The audio file being measured is:
- A WAV file
- PCM encoded
- 16-bit mono
- Audio sharpness
- Call volume
- Background noise
- Variable latency or lag in audio
- Audio interference
|PESQ listening effort scale||Codec required||Corresponding bandwidth|
|3.80 - 4.50||Complete relaxation possible; no effort required||G711 or above||80Kbps|
|3.30 - 3.79||Attention necessary; no appreciable effort required||G729 or above||32 Kbps|
|2.80 - 3.29||Attention necessary; small amount of effort required||GSM or above||28 Kbps|
|2.40 - 2.79||Moderate effort required||-||-|
|2.00 - 2.39||Considerable effort required||-||-|
|1.00 - 1.99||No meaning understood with any feasible effort||-||-|
Similar to PESQ, POLQA (Perceptual Objective Listening Quality Analysis) is a ‘full reference’ (FR) algorithm that compares the output of a test with an original reference signal to produce an objective measure of the difference between the two.
POLQA is the successor of PESQ - it works in a similar way but can handle higher bandwidth audio signals including super-wideband (HD) and full-band voice signals, as well as the most recent voice coding and VoIP/VoLTE transmission technologies.

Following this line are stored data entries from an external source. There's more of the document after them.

use std::collections::HashSet;

use crate::translator::STANDARD_TYPES;

/// The set of words that currently name a type.
///
/// Names only ever get added while parsing; [`TypeNames::rollback`] exists
/// so a failed speculative parse can drop what it registered.
#[derive(Clone, Debug, Default)]
pub struct TypeNames {
    names: HashSet<String>,
    order: Vec<String>,
    standard: bool,
}

impl TypeNames {
    pub fn new() -> Self {
        Self::default()
    }

    /// A set that also knows the type names the standard headers provide
    /// (`size_t`, `FILE`, `uint8_t`, ...). Those can still be registered
    /// again, e.g. through `#type FILE`.
    pub fn with_standard() -> Self {
        Self {
            standard: true,
            ..Self::default()
        }
    }

    /// Adds names known before parsing starts, ignoring repeats.
    pub fn supply<I, S>(&mut self, names: I)
    where
        I: IntoIterator<Item = S>,
        S: Into<String>,
    {
        for name in names {
            let name = name.into();
            if self.names.insert(name.clone()) {
                self.order.push(name);
            }
        }
    }

    pub fn contains(&self, name: &str) -> bool {
        self.names.contains(name) || (self.standard && STANDARD_TYPES.contains(name))
    }

    /// Returns `false` when the name was already registered.
    pub fn register(&mut self, name: &str) -> bool {
        if !self.names.insert(name.to_string()) {
            return false;
        }
        self.order.push(name.to_string());
        true
    }

    pub fn checkpoint(&self) -> usize {
        self.order.len()
    }

    pub fn rollback(&mut self, checkpoint: usize) {
        for name in self.order.drain(checkpoint..) {
            self.names.remove(&name);
        }
    }

    pub fn len(&self) -> usize {
        self.order.len()
    }

    pub fn is_empty(&self) -> bool {
        self.order.is_empty()
    }
}

#[cfg(test)]
mod tests {
    use super::*;
    use test_log::test;

    #[test]
    fn register_twice_is_refused() {
        let mut names = TypeNames::new();
        assert!(names.register("foo_t"));
        assert!(!names.register("foo_t"));
        assert!(names.contains("foo_t"));
    }

    #[test]
    fn rollback_drops_later_names_only() {
        let mut names = TypeNames::new();
        names.supply(["a_t", "b_t", "a_t"]);
        assert_eq!(names.len(), 2);
        let mark = names.checkpoint();
        names.register("c_t");
        names.rollback(mark);
        assert!(!names.contains("c_t"));
        assert!(names.contains("a_t") && names.contains("b_t"));
    }

    #[test]
    fn standard_names_are_known_but_not_registered() {
        let mut names = TypeNames::with_standard();
        assert!(names.contains("size_t"));
        assert!(names.contains("FILE"));
        assert!(!TypeNames::new().contains("size_t"));
        assert!(names.register("FILE"));
    }
}
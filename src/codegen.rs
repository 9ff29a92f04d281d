mod codegen;

pub use codegen::*;

use crate::parser::{Element, Expr, Module, Stmt};

pub fn format_module(module: &Module) -> String {
    Codegen::new().gen_module(module)
}

pub fn format_element(element: &Element) -> String {
    Codegen::new().gen_element(element)
}

pub fn format_stmt(stmt: &Stmt, depth: usize) -> String {
    Codegen::new().gen_stmt(stmt, depth)
}

pub fn format_expr(expr: &Expr) -> String {
    Codegen::new().gen_expr(expr)
}
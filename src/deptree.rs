use crate::parser::Module;

/// Draws the import graph below `module`, one module per line:
///
/// ```text
/// main
/// ├ list
/// │ └ alloc
/// └ io
/// ```
pub fn render(module: &Module) -> String {
    let mut out = format!("{}\n", module.name);
    children(module, "", &mut out);
    out
}

fn children(module: &Module, prefix: &str, out: &mut String) {
    let imports = module.imports().collect::<Vec<_>>();
    for (i, import) in imports.iter().enumerate() {
        let last = i + 1 == imports.len();
        out.push_str(prefix);
        out.push_str(if last { "└ " } else { "├ " });
        match &import.module {
            Some(child) => {
                out.push_str(&child.name);
                out.push('\n');
                let prefix = format!("{}{}", prefix, if last { "  " } else { "│ " });
                children(child, &prefix, out);
            }
            None => {
                out.push_str(&import.path);
                out.push('\n');
            }
        }
    }
}

#[cfg(test)]
mod tests {
    use std::rc::Rc;

    use super::*;
    use crate::lexer::Position;
    use crate::parser::{Element, Import};
    use test_log::test;

    fn module(name: &str, imports: Vec<Rc<Module>>) -> Rc<Module> {
        let mut module = Module::new(name, format!("/{}.c", name));
        for import in imports {
            module.elements.push(Element::Import(Import {
                path: format!("./{}", import.name),
                pos: Position::new(1, 1),
                module: Some(import),
            }));
        }
        Rc::new(module)
    }

    #[test]
    fn siblings_and_continuation_lines() {
        let d = module("D", vec![]);
        let b = module("B", vec![d]);
        let c = module("C", vec![]);
        let a = module("A", vec![b, c]);
        assert_eq!(render(&a), "A\n├ B\n│ └ D\n└ C\n");
    }

    #[test]
    fn last_child_continues_with_spaces() {
        let e = module("E", vec![]);
        let c = module("C", vec![e]);
        let a = module("A", vec![c]);
        assert_eq!(render(&a), "A\n└ C\n  └ E\n");
    }

    #[test]
    fn no_imports() {
        assert_eq!(render(&module("solo", vec![])), "solo\n");
    }
}
use std::{fs, path::Path};

use modc::codegen::format_module;
use modc::driver;
use modc::lexer::{Lexer, TokenKind};
use modc::parser::{parse_source, Element, TypePart, TypeNames};
use modc::resolver::Resolver;
use modc::translator::{dedup, hoist, lower};
use modc::{Config, Error};

fn write(dir: &Path, name: &str, source: &str) {
    let path = dir.join(name);
    if let Some(parent) = path.parent() {
        fs::create_dir_all(parent).unwrap();
    }
    fs::write(path, source).unwrap();
}

fn emit(source: &str) -> String {
    driver::emit_source(&Config::default(), source).unwrap()
}

const PROGRAM: &str = "\
typedef struct { int x; int y; } point;
enum color { RED, GREEN = 2, BLUE };
static int area(point *p) {
    if (p->x < 0 || p->y < 0 && p->x != p->y) return -1;
    for (int i = 0; i < 3; i++) { p->x += i; }
    return p->x * (p->y + 1);
}
int main(int argc, char **argv) {
    point p = { .x = 1, .y = 2 };
    unsigned long n = sizeof(point) << 2;
    char *name = argc > 1 ? argv[1] : \"none\";
    switch (argc) {
    case 1: n++; break;
    default: n = (unsigned long)area(&p);
    }
    return (int)n + (name[0] == 'n');
}
";

#[test]
fn printed_source_lexes_cleanly_and_reprints_identically() {
    let first = parse_source(PROGRAM, &mut TypeNames::with_standard(), Path::new("main.c")).unwrap();
    let printed = format_module(&first);
    assert!(Lexer::tokenize(&printed)
        .iter()
        .all(|t| !matches!(t.kind, TokenKind::Error(_))));

    let second = parse_source(&printed, &mut TypeNames::with_standard(), Path::new("main.c")).unwrap();
    assert_eq!(format_module(&second), printed);
}

#[test]
fn lowered_output_is_a_fixed_point_of_hoist_and_dedup() {
    let module = parse_source(PROGRAM, &mut TypeNames::with_standard(), Path::new("main.c")).unwrap();
    let lowered = lower(&module).unwrap().module;
    let again = dedup(hoist(lowered.elements.clone())).unwrap();
    assert_eq!(again, lowered.elements);
}

#[test]
fn defers_run_in_registration_order_before_each_exit() {
    let out = emit(
        "int work(int fail) {\n\
             defer first();\n\
             defer second();\n\
             if (fail) return 1;\n\
             step();\n\
             return 0;\n\
         }",
    );
    assert!(out.contains("\tif (fail) {\n\t\tfirst();\n\t\tsecond();\n\t\treturn 1;\n\t}\n"));
    assert!(out.contains("\tstep();\n\tfirst();\n\tsecond();\n\treturn 0;\n"));
    assert!(!out.contains("defer"));
}

#[test]
fn parentheses_follow_precedence() {
    let out = emit("int main(void) { int a = (1 + 2) * 3; int b = 1 + (2 * 3); int c = (1 - 2) - 3; int d = 1 - (2 - 3); return a + b + c + d; }");
    assert!(out.contains("int a = (1 + 2) * 3;"));
    assert!(out.contains("int b = 1 + 2 * 3;"));
    assert!(out.contains("int c = 1 - 2 - 3;"));
    assert!(out.contains("int d = 1 - (2 - 3);"));
}

#[test]
fn anonymous_typedef_is_split_into_a_tagged_struct() {
    let out = emit("typedef struct { int x; } point;\nint main(void) { point p; p.x = 0; return p.x; }");
    assert!(out.contains("struct __point_struct;\n"));
    assert!(out.contains("typedef struct __point_struct point;\n"));
    assert!(out.contains("struct __point_struct {\n\tint x;\n};\n"));
    assert!(!out.contains("typedef struct {"));
}

#[test]
fn package_members_share_type_names() {
    let dir = tempfile::tempdir().unwrap();
    write(dir.path(), "handles/types.c", "pub typedef int handle_t;\n");
    write(
        dir.path(),
        "handles/open.c",
        "pub handle_t open_handle(void) { return 3; }\n",
    );
    write(
        dir.path(),
        "main.c",
        "import \"./handles\"\nint main(void) { handle_t h = open_handle(); return h; }\n",
    );

    let out = driver::emit_file(&Config::default(), &dir.path().join("main.c")).unwrap();
    assert!(out.contains("typedef int handle_t;\n"));
    assert!(out.contains("handle_t open_handle(void);\n"));
    assert!(out.contains("\thandle_t h = open_handle();\n"));
}

#[test]
fn package_variable_takes_its_siblings_typedef() {
    let dir = tempfile::tempdir().unwrap();
    write(dir.path(), "pkg/a.c", "typedef int foo_t;\n");
    write(dir.path(), "pkg/b.c", "foo_t x;\n");

    let module = Resolver::new(Config::default())
        .resolve(&dir.path().join("pkg"))
        .unwrap();
    let Element::Variable(x) = &module.elements[1] else {
        panic!("expected a variable, got {:?}", module.elements[1]);
    };
    assert_eq!(x.ty.parts, vec![TypePart::Name("foo_t".to_string())]);
    assert_eq!(x.declarators[0].form.name(), Some("x"));
}

fn diamond(dir: &Path) {
    write(dir, "base.c", "pub typedef struct { int v; } box;\n");
    write(dir, "left.c", "import \"./base\"\npub int left(box b) { return b.v; }\n");
    write(dir, "right.c", "import \"./base\"\npub int right(box b) { return -b.v; }\n");
    write(
        dir,
        "main.c",
        "import \"./left\"\nimport \"./right\"\nint main(void) { return 0; }\n",
    );
}

#[test]
fn diamond_imports_are_emitted_once() {
    let dir = tempfile::tempdir().unwrap();
    diamond(dir.path());

    let translation = driver::translate(&Config::default(), &dir.path().join("main.c")).unwrap();
    let names = translation.units.iter().map(|(n, _)| n.as_str()).collect::<Vec<_>>();
    assert_eq!(names, vec!["base", "left", "right", "main"]);

    let main = &translation.units[3].1;
    assert_eq!(main.matches("typedef struct __box_struct box;").count(), 1);
    assert_eq!(main.matches("struct __box_struct {").count(), 1);
    assert!(main.contains("int left(box b);\n"));
    assert!(main.contains("int right(box b);\n"));
}

#[test]
fn deptree_draws_every_import_path() {
    let dir = tempfile::tempdir().unwrap();
    diamond(dir.path());
    let tree = driver::deptree(&Config::default(), &dir.path().join("main.c")).unwrap();
    assert_eq!(tree, "main\n├ left\n│ └ base\n└ right\n  └ base\n");
}

#[test]
fn import_cycles_are_reported() {
    let dir = tempfile::tempdir().unwrap();
    write(dir.path(), "a.c", "import \"./b\"\nint a(void) { return 0; }\n");
    write(dir.path(), "b.c", "import \"./a\"\nint b(void) { return 0; }\n");
    let err = driver::emit_file(&Config::default(), &dir.path().join("a.c")).unwrap_err();
    assert!(matches!(err, Error::ImportCycle { .. }));
    assert_eq!(err.exit_code(), 1);
}

#[test]
fn syntax_errors_carry_the_file_and_position() {
    let err = driver::emit_source(&Config::default(), "int main(void) { return 1 +; }").unwrap_err();
    assert!(matches!(err, Error::Syntax { .. }));
    assert!(err.to_string().starts_with("<stdin>:1:"));
}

So, what measures do we recommend?
To recap, the measures available to you depend on the bandwidth of voice signal you are using:
|Common telephony band
|HD voice/super wideband
|Full-band speech signals
Because of the subjective, assumptive nature of MOS, as well as its inability to take into account what’s happening outside of your internal network, we would never recommend MOS as an accurate measure of audio quality.
As the majority of voice calls made are over PSTN and mobile (which use narrowband codecs), we use PESQ in the vast majority of our audio quality testing. We recommend it because it measures a real audio sample, allows for an end-to-end assessment of the full audio path (looking at audio sharpness, background noise, loss in volume and clipping) and produces an objective measure based on this. In most cases, as long as you’re not using wideband and HD voice, PESQ has no significant downside compared to POLQA.
Where you are using wideband or HD voice, POLQA is the best way to measure audio quality. Like PESQ, it measures a real audio sample, allows for end-to-end assessment and produces an objective measure, with the added flexibility to be used for HD and wideband frequencies. It’s a measure we’re beginning to introduce as we find more of our customers using wideband and HD voice, but there’s no significant advantage to using it otherwise. If you're using standard narrowband voice, then PESQ is still your best option.